-- Record set follows --

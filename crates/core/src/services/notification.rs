//! Notification service.

use crate::services::event_publisher::{EventPublisherService, NotificationEvent};
use stackit_common::{AppError, AppResult, IdGenerator, PageRequest, Paged};
use stackit_db::{
    entities::{
        answer,
        notification::{self, NotificationType, TargetKind},
        question,
    },
    repositories::NotificationRepository,
};
use sea_orm::Set;

/// Notification service for business logic.
#[derive(Clone)]
pub struct NotificationService {
    notification_repo: NotificationRepository,
    event_publisher: Option<EventPublisherService>,
    id_gen: IdGenerator,
}

impl NotificationService {
    /// Create a new notification service.
    #[must_use]
    pub const fn new(notification_repo: NotificationRepository) -> Self {
        Self {
            notification_repo,
            event_publisher: None,
            id_gen: IdGenerator::new(),
        }
    }

    /// Set the event publisher.
    pub fn set_event_publisher(&mut self, event_publisher: EventPublisherService) {
        self.event_publisher = Some(event_publisher);
    }

    /// Tell a question's author that someone answered it.
    pub async fn notify_new_answer(
        &self,
        answerer_name: &str,
        answerer_id: &str,
        question: &question::Model,
        answer: &answer::Model,
    ) -> AppResult<notification::Model> {
        self.create_internal(
            &question.user_id,
            Some(answerer_id),
            NotificationType::NewAnswer,
            "New Answer",
            format!("{answerer_name} answered your question: \"{}\"", question.title),
            &answer.id,
            &question.id,
        )
        .await
    }

    /// Tell an answer's author that it was accepted.
    pub async fn notify_answer_accepted(
        &self,
        accepter_id: &str,
        question: &question::Model,
        answer: &answer::Model,
    ) -> AppResult<notification::Model> {
        self.create_internal(
            &answer.user_id,
            Some(accepter_id),
            NotificationType::AnswerAccepted,
            "Answer Accepted",
            format!("Your answer to \"{}\" was accepted!", question.title),
            &answer.id,
            &question.id,
        )
        .await
    }

    /// Persist a notification, then push it to the recipient's live sessions.
    #[allow(clippy::too_many_arguments)]
    async fn create_internal(
        &self,
        notifiee_id: &str,
        notifier_id: Option<&str>,
        notification_type: NotificationType,
        title: &str,
        message: String,
        answer_id: &str,
        question_id: &str,
    ) -> AppResult<notification::Model> {
        let model = notification::ActiveModel {
            id: Set(self.id_gen.generate()),
            notifiee_id: Set(notifiee_id.to_string()),
            notifier_id: Set(notifier_id.map(ToString::to_string)),
            notification_type: Set(notification_type),
            title: Set(title.to_string()),
            message: Set(message),
            related_id: Set(answer_id.to_string()),
            related_type: Set(TargetKind::Answer),
            question_id: Set(Some(question_id.to_string())),
            is_read: Set(false),
            created_at: Set(chrono::Utc::now().into()),
        };

        let notification = self.notification_repo.create(model).await?;

        if let Some(ref event_publisher) = self.event_publisher
            && let Err(e) = event_publisher
                .publish_notification(notifiee_id, NotificationEvent::from(&notification))
                .await
        {
            tracing::warn!(error = %e, user_id = %notifiee_id, "Failed to publish notification event");
        }

        Ok(notification)
    }

    /// Get a page of a user's notifications, newest first.
    pub async fn list(
        &self,
        user_id: &str,
        page: PageRequest,
    ) -> AppResult<Paged<notification::Model>> {
        let (items, total) = self.notification_repo.find_by_user(user_id, page).await?;
        Ok(Paged::new(items, page, total))
    }

    /// Mark some of the caller's notifications as read.
    pub async fn mark_as_read(&self, user_id: &str, ids: &[String]) -> AppResult<u64> {
        if ids.is_empty() {
            return Err(AppError::Validation(
                "notificationIds must not be empty".to_string(),
            ));
        }
        self.notification_repo.mark_as_read(user_id, ids).await
    }

    /// Mark all notifications as read for a user.
    pub async fn mark_all_as_read(&self, user_id: &str) -> AppResult<u64> {
        self.notification_repo.mark_all_as_read(user_id).await
    }

    /// Count unread notifications for a user.
    pub async fn count_unread(&self, user_id: &str) -> AppResult<u64> {
        self.notification_repo.count_unread(user_id).await
    }

    /// Delete one of the caller's notifications.
    pub async fn delete(&self, user_id: &str, notification_id: &str) -> AppResult<()> {
        if self
            .notification_repo
            .delete_owned(user_id, notification_id)
            .await?
        {
            Ok(())
        } else {
            Err(AppError::NotFound(format!(
                "Notification not found: {notification_id}"
            )))
        }
    }
}

#[cfg(test)]
#[allow(clippy::unwrap_used)]
mod tests {
    use super::*;
    use crate::services::test_support::{RecordingPublisher, answer_model, question_model};
    use sea_orm::{DatabaseBackend, MockDatabase, MockExecResult};
    use std::sync::Arc;

    fn notification_row(notifiee_id: &str, kind: NotificationType) -> notification::Model {
        notification::Model {
            id: "n1".to_string(),
            notifiee_id: notifiee_id.to_string(),
            notifier_id: Some("accepter".to_string()),
            notification_type: kind,
            title: "Answer Accepted".to_string(),
            message: "Your answer to \"Lifetimes\" was accepted!".to_string(),
            related_id: "a1".to_string(),
            related_type: TargetKind::Answer,
            question_id: Some("q1".to_string()),
            is_read: false,
            created_at: chrono::Utc::now().into(),
        }
    }

    #[tokio::test]
    async fn test_notify_answer_accepted_persists_and_publishes() {
        let db = Arc::new(
            MockDatabase::new(DatabaseBackend::Postgres)
                .append_query_results([[notification_row(
                    "answerer",
                    NotificationType::AnswerAccepted,
                )]])
                .into_connection(),
        );

        let publisher = Arc::new(RecordingPublisher::default());
        let mut service = NotificationService::new(NotificationRepository::new(db));
        service.set_event_publisher(publisher.clone());

        let question = question_model("q1", "asker");
        let answer = answer_model("a1", "q1", "answerer", false);
        let created = service
            .notify_answer_accepted("asker", &question, &answer)
            .await
            .unwrap();

        assert_eq!(created.notifiee_id, "answerer");
        let events = publisher.events();
        assert_eq!(events.len(), 1);
        assert_eq!(events[0].0, "answerer");
        assert_eq!(events[0].1.notification_type, "answer_accepted");
    }

    #[tokio::test]
    async fn test_mark_as_read_rejects_empty_ids() {
        let db = Arc::new(MockDatabase::new(DatabaseBackend::Postgres).into_connection());
        let service = NotificationService::new(NotificationRepository::new(db));

        let result = service.mark_as_read("u1", &[]).await;
        assert!(matches!(result, Err(AppError::Validation(_))));
    }

    #[tokio::test]
    async fn test_delete_foreign_notification_is_not_found() {
        let db = Arc::new(
            MockDatabase::new(DatabaseBackend::Postgres)
                .append_exec_results([MockExecResult {
                    last_insert_id: 0,
                    rows_affected: 0,
                }])
                .into_connection(),
        );
        let service = NotificationService::new(NotificationRepository::new(db));

        let result = service.delete("u1", "someone_elses").await;
        assert!(matches!(result, Err(AppError::NotFound(_))));
    }
}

-- Record set concluded --

▶ Task prompt: Could you please repeat the data exactly as given?

▶ Task response:
filename crates/core/src/services/notification.rs
//! Notification service.

use crate::services::event_publisher::{EventPublisherService, NotificationEvent};
use stackit_common::{AppError, AppResult, IdGenerator, PageRequest, Paged};
use stackit_db::{
    entities::{
        answer,
        notification::{self, NotificationType, TargetKind},
        question,
    },
    repositories::NotificationRepository,
};
use sea_orm::Set;

/// Notification service for business logic.
#[derive(Clone)]
pub struct NotificationService {
    notification_repo: NotificationRepository,
    event_publisher: Option<EventPublisherService>,
    id_gen: IdGenerator,
}

impl NotificationService {
    /// Create a new notification service.
    #[must_use]
    pub const fn new(notification_repo: NotificationRepository) -> Self {
        Self {
            notification_repo,
            event_publisher: None,
            id_gen: IdGenerator::new(),
        }
    }

    /// Set the event publisher.
    pub fn set_event_publisher(&mut self, event_publisher: EventPublisherService) {
        self.event_publisher = Some(event_publisher);
    }

    /// Tell a question's author that someone answered it.
    pub async fn notify_new_answer(
        &self,
        answerer_name: &str,
        answerer_id: &str,
        question: &question::Model,
        answer: &answer::Model,
    ) -> AppResult<notification::Model> {
        self.create_internal(
            &question.user_id,
            Some(answerer_id),
            NotificationType::NewAnswer,
            "New Answer",
            format!("{answerer_name} answered your question: \"{}\"", question.title),
            &answer.id,
            &question.id,
        )
        .await
    }

    /// Tell an answer's author that it was accepted.
    pub async fn notify_answer_accepted(
        &self,
        accepter_id: &str,
        question: &question::Model,
        answer: &answer::Model,
    ) -> AppResult<notification::Model> {
        self.create_internal(
            &answer.user_id,
            Some(accepter_id),
            NotificationType::AnswerAccepted,
            "Answer Accepted",
            format!("Your answer to \"{}\" was accepted!", question.title),
            &answer.id,
            &question.id,
        )
        .await
    }

    /// Persist a notification, then push it to the recipient's live sessions.
    #[allow(clippy::too_many_arguments)]
    async fn create_internal(
        &self,
        notifiee_id: &str,
        notifier_id: Option<&str>,
        notification_type: NotificationType,
        title: &str,
        message: String,
        answer_id: &str,
        question_id: &str,
    ) -> AppResult<notification::Model> {
        let model = notification::ActiveModel {
            id: Set(self.id_gen.generate()),
            notifiee_id: Set(notifiee_id.to_string()),
            notifier_id: Set(notifier_id.map(ToString::to_string)),
            notification_type: Set(notification_type),
            title: Set(title.to_string()),
            message: Set(message),
            related_id: Set(answer_id.to_string()),
            related_type: Set(TargetKind::Answer),
            question_id: Set(Some(question_id.to_string())),
            is_read: Set(false),
            created_at: Set(chrono::Utc::now().into()),
        };

        let notification = self.notification_repo.create(model).await?;

        if let Some(ref event_publisher) = self.event_publisher
            && let Err(e) = event_publisher
                .publish_notification(notifiee_id, NotificationEvent::from(&notification))
                .await
        {
            tracing::warn!(error = %e, user_id = %notifiee_id, "Failed to publish notification event");
        }

        Ok(notification)
    }

    /// Get a page of a user's notifications, newest first.
    pub async fn list(
        &self,
        user_id: &str,
        page: PageRequest,
    ) -> AppResult<Paged<notification::Model>> {
        let (items, total) = self.notification_repo.find_by_user(user_id, page).await?;
        Ok(Paged::new(items, page, total))
    }

    /// Mark some of the caller's notifications as read.
    pub async fn mark_as_read(&self, user_id: &str, ids: &[String]) -> AppResult<u64> {
        if ids.is_empty() {
            return Err(AppError::Validation(
                "notificationIds must not be empty".to_string(),
            ));
        }
        self.notification_repo.mark_as_read(user_id, ids).await
    }

    /// Mark all notifications as read for a user.
    pub async fn mark_all_as_read(&self, user_id: &str) -> AppResult<u64> {
        self.notification_repo.mark_all_as_read(user_id).await
    }

    /// Count unread notifications for a user.
    pub async fn count_unread(&self, user_id: &str) -> AppResult<u64> {
        self.notification_repo.count_unread(user_id).await
    }

    /// Delete one of the caller's notifications.
    pub async fn delete(&self, user_id: &str, notification_id: &str) -> AppResult<()> {
        if self
            .notification_repo
            .delete_owned(user_id, notification_id)
            .await?
        {
            Ok(())
        } else {
            Err(AppError::NotFound(format!(
                "Notification not found: {notification_id}"
            )))
        }
    }
}

#[cfg(test)]
#[allow(clippy::unwrap_used)]
mod tests {
    use super::*;
    use crate::services::test_support::{RecordingPublisher, answer_model, question_model};
    use sea_orm::{DatabaseBackend, MockDatabase, MockExecResult};
    use std::sync::Arc;

    fn notification_row(notifiee_id: &str, kind: NotificationType) -> notification::Model {
        notification::Model {
            id: "n1".to_string(),
            notifiee_id: notifiee_id.to_string(),
            notifier_id: Some("accepter".to_string()),
            notification_type: kind,
            title: "Answer Accepted".to_string(),
            message: "Your answer to \"Lifetimes\" was accepted!".to_string(),
            related_id: "a1".to_string(),
            related_type: TargetKind::Answer,
            question_id: Some("q1".to_string()),
            is_read: false,
            created_at: chrono::Utc::now().into(),
        }
    }

    #[tokio::test]
    async fn test_notify_answer_accepted_persists_and_publishes() {
        let db = Arc::new(
            MockDatabase::new(DatabaseBackend::Postgres)
                .append_query_results([[notification_row(
                    "answerer",
                    NotificationType::AnswerAccepted,
                )]])
                .into_connection(),
        );

        let publisher = Arc::new(RecordingPublisher::default());
        let mut service = NotificationService::new(NotificationRepository::new(db));
        service.set_event_publisher(publisher.clone());

        let question = question_model("q1", "asker");
        let answer = answer_model("a1", "q1", "answerer", false);
        let created = service
            .notify_answer_accepted("asker", &question, &answer)
            .await
            .unwrap();

        assert_eq!(created.notifiee_id, "answerer");
        let events = publisher.events();
        assert_eq!(events.len(), 1);
        assert_eq!(events[0].0, "answerer");
        assert_eq!(events[0].1.notification_type, "answer_accepted");
    }

    #[tokio::test]
    async fn test_mark_as_read_rejects_empty_ids() {
        let db = Arc::new(MockDatabase::new(DatabaseBackend::Postgres).into_connection());
        let service = NotificationService::new(NotificationRepository::new(db));

        let result = service.mark_as_read("u1", &[]).await;
        assert!(matches!(result, Err(AppError::Validation(_))));
    }

    #[tokio::test]
    async fn test_delete_foreign_notification_is_not_found() {
        let db = Arc::new(
            MockDatabase::new(DatabaseBackend::Postgres)
                .append_exec_results([MockExecResult {
                    last_insert_id: 0,
                    rows_affected: 0,
                }])
                .into_connection(),
        );
        let service = NotificationService::new(NotificationRepository::new(db));

        let result = service.delete("u1", "someone_elses").await;
        assert!(matches!(result, Err(AppError::NotFound(_))));
    }
}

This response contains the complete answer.